Lake in the Pastos Grandes caldera in the Potosí Department, Bolivia

 Pastos Grandes Lake is a lake in the Pastos Grandes caldera in the Potosí Department, Bolivia. At an elevation of 4430 m, its surface area is 120 km2.

== Lake ==

At an elevation of 4430 m, Pastos Grandes contains a lake basin north of Cerro Pastos Grandes, which is 10 km wide and covers a surface area of about 100 km2-120 km2 at an elevation of 4400 m. It only covers a fraction of the area of Pastos Grandes caldera and is probably a remnant of a once-larger lake that filled the moat of the caldera. Earlier lacustrine episodes left a layer of beige mud behind. This mud freezes during the winter months to a certain depth and cryoturbation has formed polygonal structures as well as large cracks in the crust on its surface.

Surfaces of open water are concentrated on the eastern edge of the salt pan, in its very centre and isolated areas on the western side, these all form an intricated network of interconnected ponds especially in the western half of the salt pan. One of these open water surfaces on the western side of the lake basin is known as Laguna Caliente, while another square-shaped lake in the southern part of the caldera is known as Laguna Khara. Sometimes after heavy precipitation, these open water surfaces can join into a ring lake around the centre.

Intermittent streams drain the catchment of Pastos Grandes and reach the salt pan; the longest flow through the southeastern parts of the catchment. The entire drainage basin of the lake has a surface area of 655 km2-660 km2 and is delimited to the west and east by rhyolitic ridges. Apart from surface streams, springs contribute to the water budget of Pastos Grandes. Hot springs are active or were recently active on the western side of the salt pan and bear names such as La Salsa, La Rumba and El Ojo Verde, where temperatures of 20–75 C have been measured. On the western shore, colder springs predominate. The heat appears to originate from a 200–250 C hot reservoir.
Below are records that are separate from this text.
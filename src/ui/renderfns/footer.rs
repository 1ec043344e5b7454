use chrono::Datelike;
use ratatui::prelude::*;
use ratatui::widgets::Paragraph;

const CONTACT_EMAIL: &str = "info@citarasa.id";
const CONTACT_PHONE: &str = "+62 123 4567 8900";

/// Breadcrumb on the left, brand and contact details on the right.
pub fn draw_footer(frame: &mut Frame, area: Rect, breadcrumb: &[String]) {
  let mut spans = vec![Span::raw(" ")];
  for (i, part) in breadcrumb.iter().enumerate() {
    if i > 0 {
      spans.push(Span::styled(" > ", Style::default().fg(Color::DarkGray)));
    }
    let style = if i + 1 == breadcrumb.len() {
      Style::default().fg(Color::Cyan).bold()
    } else {
      Style::default().fg(Color::White)
    };
    spans.push(Span::styled(part.clone(), style));
  }

  let chunks = Layout::horizontal([Constraint::Min(10), Constraint::Length(64)]).split(area);
  frame.render_widget(
    Paragraph::new(Line::from(spans)).style(Style::default().bg(Color::Black)),
    chunks[0],
  );
  frame.render_widget(
    Paragraph::new(static_footer(chrono::Local::now().year()))
      .alignment(Alignment::Right)
      .style(Style::default().fg(Color::DarkGray).bg(Color::Black)),
    chunks[1],
  );
}

fn static_footer(year: i32) -> String {
  format!("© {} Cita Rasa · {} · {} ", year, CONTACT_EMAIL, CONTACT_PHONE)
}

#[cfg(test)]
mod tests {
  use super::*;

  #[test]
  fn test_static_footer_carries_year_and_contacts() {
    let text = static_footer(2025);
    assert!(text.starts_with("© 2025 Cita Rasa"));
    assert!(text.contains("info@citarasa.id"));
    assert!(text.contains("+62 123 4567 8900"));
  }
}
//! Namespaced persistent client state: favorites, recent searches and
//! preferences.
//!
//! Values are JSON text. Every key is prefixed with the configured
//! namespace except the `*_global` accessors, which exist for the admin
//! session key.

mod sqlite;

pub use sqlite::SqliteStore;

use color_eyre::{eyre::eyre, Result};
use serde::{de::DeserializeOwned, Serialize};
use std::sync::Arc;

use crate::api::types::FoodId;
use crate::config::{Config, StorageConfig};

/// Recent searches kept, newest first.
pub const MAX_RECENT_SEARCHES: usize = 10;

const FAVORITES_KEY: &str = "favorites";
const RECENT_SEARCHES_KEY: &str = "recent_searches";

#[derive(Clone)]
pub struct StorageService {
  store: Arc<SqliteStore>,
  prefix: String,
}

impl StorageService {
  pub fn new(store: SqliteStore, prefix: impl Into<String>) -> Self {
    Self {
      store: Arc::new(store),
      prefix: prefix.into(),
    }
  }

  /// Open the store configured in `storage`, defaulting to the data dir.
  pub fn open(config: &StorageConfig) -> Result<Self> {
    let path = match &config.path {
      Some(path) => path.clone(),
      None => Config::data_dir()?.join("storage.db"),
    };
    Ok(Self::new(SqliteStore::open(&path)?, config.prefix.clone()))
  }

  fn key(&self, key: &str) -> String {
    format!("{}{}", self.prefix, key)
  }

  fn read<T: DeserializeOwned>(&self, full_key: &str) -> Result<Option<T>> {
    match self.store.get_item(full_key)? {
      Some(raw) => serde_json::from_str(&raw)
        .map(Some)
        .map_err(|e| eyre!("Corrupt value stored under {}: {}", full_key, e)),
      None => Ok(None),
    }
  }

  fn write<T: Serialize + ?Sized>(&self, full_key: &str, value: &T) -> Result<()> {
    let raw = serde_json::to_string(value)
      .map_err(|e| eyre!("Failed to serialize {}: {}", full_key, e))?;
    self.store.set_item(full_key, &raw)
  }

  // Favorites

  pub fn get_favorites(&self) -> Result<Vec<FoodId>> {
    Ok(self.read(&self.key(FAVORITES_KEY))?.unwrap_or_default())
  }

  /// Returns false if the food was already a favorite.
  pub fn add_favorite(&self, food_id: FoodId) -> Result<bool> {
    let mut favorites = self.get_favorites()?;
    if favorites.contains(&food_id) {
      return Ok(false);
    }
    favorites.push(food_id);
    self.write(&self.key(FAVORITES_KEY), &favorites)?;
    Ok(true)
  }

  /// Returns whether anything was removed.
  pub fn remove_favorite(&self, food_id: FoodId) -> Result<bool> {
    let favorites = self.get_favorites()?;
    let filtered: Vec<FoodId> = favorites
      .iter()
      .copied()
      .filter(|id| *id != food_id)
      .collect();
    self.write(&self.key(FAVORITES_KEY), &filtered)?;
    Ok(filtered.len() != favorites.len())
  }

  pub fn is_favorite(&self, food_id: FoodId) -> Result<bool> {
    Ok(self.get_favorites()?.contains(&food_id))
  }

  /// Flip membership, returning the new state.
  pub fn toggle_favorite(&self, food_id: FoodId) -> Result<bool> {
    if self.remove_favorite(food_id)? {
      Ok(false)
    } else {
      self.add_favorite(food_id)
    }
  }

  // Recent searches

  pub fn get_recent_searches(&self) -> Result<Vec<String>> {
    Ok(self.read(&self.key(RECENT_SEARCHES_KEY))?.unwrap_or_default())
  }

  /// Move `query` to the front, dropping older duplicates and anything
  /// past the cap. Blank queries are ignored.
  pub fn add_recent_search(&self, query: &str) -> Result<()> {
    if query.trim().is_empty() {
      return Ok(());
    }

    let mut searches = self.get_recent_searches()?;
    searches.retain(|s| s != query);
    searches.insert(0, query.to_string());
    searches.truncate(MAX_RECENT_SEARCHES);
    self.write(&self.key(RECENT_SEARCHES_KEY), &searches)
  }

  pub fn clear_recent_searches(&self) -> Result<()> {
    self.store.remove_item(&self.key(RECENT_SEARCHES_KEY))
  }

  // Preferences

  pub fn get_preference<T: DeserializeOwned>(&self, key: &str, default: T) -> Result<T> {
    Ok(
      self
        .read(&self.key(&format!("pref_{}", key)))?
        .unwrap_or(default),
    )
  }

  pub fn set_preference<T: Serialize + ?Sized>(&self, key: &str, value: &T) -> Result<()> {
    self.write(&self.key(&format!("pref_{}", key)), value)
  }

  // Generic namespaced access

  #[allow(dead_code)]
  pub fn get<T: DeserializeOwned>(&self, key: &str, default: T) -> Result<T> {
    Ok(self.read(&self.key(key))?.unwrap_or(default))
  }

  #[allow(dead_code)]
  pub fn set<T: Serialize + ?Sized>(&self, key: &str, value: &T) -> Result<()> {
    self.write(&self.key(key), value)
  }

  // Un-namespaced access

  pub fn get_global<T: DeserializeOwned>(&self, key: &str) -> Result<Option<T>> {
    self.read(key)
  }

  pub fn set_global<T: Serialize + ?Sized>(&self, key: &str, value: &T) -> Result<()> {
    self.write(key, value)
  }

  pub fn remove_global(&self, key: &str) -> Result<()> {
    self.store.remove_item(key)
  }

  /// Wipe all persisted state, including the admin session.
  pub fn clear_all(&self) -> Result<()> {
    self.store.clear()
  }
}

#[cfg(test)]
pub(crate) fn memory_storage() -> StorageService {
  StorageService::new(SqliteStore::open_in_memory().unwrap(), "citarasa_")
}

#[cfg(test)]
mod tests {
  use super::*;

  #[test]
  fn test_add_favorite_is_idempotent() {
    let storage = memory_storage();

    assert!(storage.add_favorite(42).unwrap());
    assert!(storage.is_favorite(42).unwrap());
    assert!(!storage.add_favorite(42).unwrap());
    assert_eq!(storage.get_favorites().unwrap(), vec![42]);
  }

  #[test]
  fn test_remove_favorite_reports_change() {
    let storage = memory_storage();
    storage.add_favorite(1).unwrap();
    storage.add_favorite(2).unwrap();

    assert!(storage.remove_favorite(1).unwrap());
    assert!(!storage.remove_favorite(1).unwrap());
    assert!(!storage.is_favorite(1).unwrap());
    assert_eq!(storage.get_favorites().unwrap(), vec![2]);
  }

  #[test]
  fn test_toggle_favorite() {
    let storage = memory_storage();
    assert!(storage.toggle_favorite(9).unwrap());
    assert!(!storage.toggle_favorite(9).unwrap());
    assert!(!storage.is_favorite(9).unwrap());
  }

  #[test]
  fn test_recent_searches_dedup_most_recent_first() {
    let storage = memory_storage();
    storage.add_recent_search("a").unwrap();
    storage.add_recent_search("b").unwrap();
    storage.add_recent_search("a").unwrap();

    assert_eq!(storage.get_recent_searches().unwrap(), vec!["a", "b"]);
  }

  #[test]
  fn test_recent_searches_capped_at_ten() {
    let storage = memory_storage();
    for i in 0..11 {
      storage.add_recent_search(&format!("q{}", i)).unwrap();
    }

    let searches = storage.get_recent_searches().unwrap();
    assert_eq!(searches.len(), MAX_RECENT_SEARCHES);
    assert_eq!(searches[0], "q10");
    assert!(!searches.contains(&"q0".to_string()));
  }

  #[test]
  fn test_blank_search_not_recorded() {
    let storage = memory_storage();
    storage.add_recent_search("   ").unwrap();
    assert!(storage.get_recent_searches().unwrap().is_empty());
  }

  #[test]
  fn test_clear_recent_searches() {
    let storage = memory_storage();
    storage.add_recent_search("soto").unwrap();
    storage.clear_recent_searches().unwrap();
    assert!(storage.get_recent_searches().unwrap().is_empty());
  }

  #[test]
  fn test_preferences_default_when_absent() {
    let storage = memory_storage();
    assert_eq!(
      storage
        .get_preference("directory_sort", "name-asc".to_string())
        .unwrap(),
      "name-asc"
    );

    storage.set_preference("directory_sort", "rating-desc").unwrap();
    assert_eq!(
      storage
        .get_preference("directory_sort", "name-asc".to_string())
        .unwrap(),
      "rating-desc"
    );
  }

  #[test]
  fn test_keys_are_namespaced() {
    let storage = memory_storage();
    storage.set("theme", "dark").unwrap();
    storage.add_favorite(5).unwrap();

    assert_eq!(
      storage.store.get_item("citarasa_theme").unwrap().as_deref(),
      Some("\"dark\"")
    );
    assert_eq!(
      storage.store.get_item("citarasa_favorites").unwrap().as_deref(),
      Some("[5]")
    );
    assert_eq!(storage.store.get_item("theme").unwrap(), None);
    assert_eq!(storage.get("theme", String::new()).unwrap(), "dark");
  }

  #[test]
  fn test_corrupt_value_fails_loudly() {
    let storage = memory_storage();
    storage
      .store
      .set_item("citarasa_favorites", "not json")
      .unwrap();

    assert!(storage.get_favorites().is_err());
    assert!(storage.add_favorite(1).is_err());
  }

  #[test]
  fn test_global_keys_skip_prefix() {
    let storage = memory_storage();
    storage.set_global("admin_auth", &true).unwrap();
    assert_eq!(
      storage.store.get_item("admin_auth").unwrap().as_deref(),
      Some("true")
    );
    assert_eq!(storage.get_global::<bool>("admin_auth").unwrap(), Some(true));

    storage.remove_global("admin_auth").unwrap();
    assert_eq!(storage.get_global::<bool>("admin_auth").unwrap(), None);
  }

  #[test]
  fn test_clear_all_wipes_everything() {
    let storage = memory_storage();
    storage.add_favorite(7).unwrap();
    storage.add_recent_search("rendang").unwrap();
    storage.set_global("admin_auth", &true).unwrap();

    storage.clear_all().unwrap();
    assert!(storage.get_favorites().unwrap().is_empty());
    assert!(storage.get_recent_searches().unwrap().is_empty());
    assert_eq!(storage.get_global::<bool>("admin_auth").unwrap(), None);
  }
}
Salts found within the salt pan include gypsum, halite and ulexite. The brines are rich in boron, lithium and sodium chloride, the salt pan has been considered a potential site for lithium and potassium mining. Salt contents range 144–371 g/L. The salt chemistry is strongly influenced by the climate; the precipitation of mirabilite due to cold and evaporation of water cause changes in the composition of the waters.

Unique among most other salars of the Andes, Pastos Grandes features a c. 40 km2 carbonate platform with numerous fabrics of carbonate deposition. It is unclear what drives its formation as the climate at Pastos Grandes is similar to that of other salt lakes without such platforms but it may be a consequence of carbon dioxide degassing under the salar. At numerous points, calcite pisoliths are found at Pastos Grandes, usually associated with active or former springs. Rimstone dams and sinter terraces are also encountered close to inactive springs. All these cave formations encountered at Pastos Grandes are caused by the precipitation of calcite from oversaturated waters at the surface. What drives the loss of carbon dioxide and thus the oversaturation is not clear but may involve photosynthesis by algae.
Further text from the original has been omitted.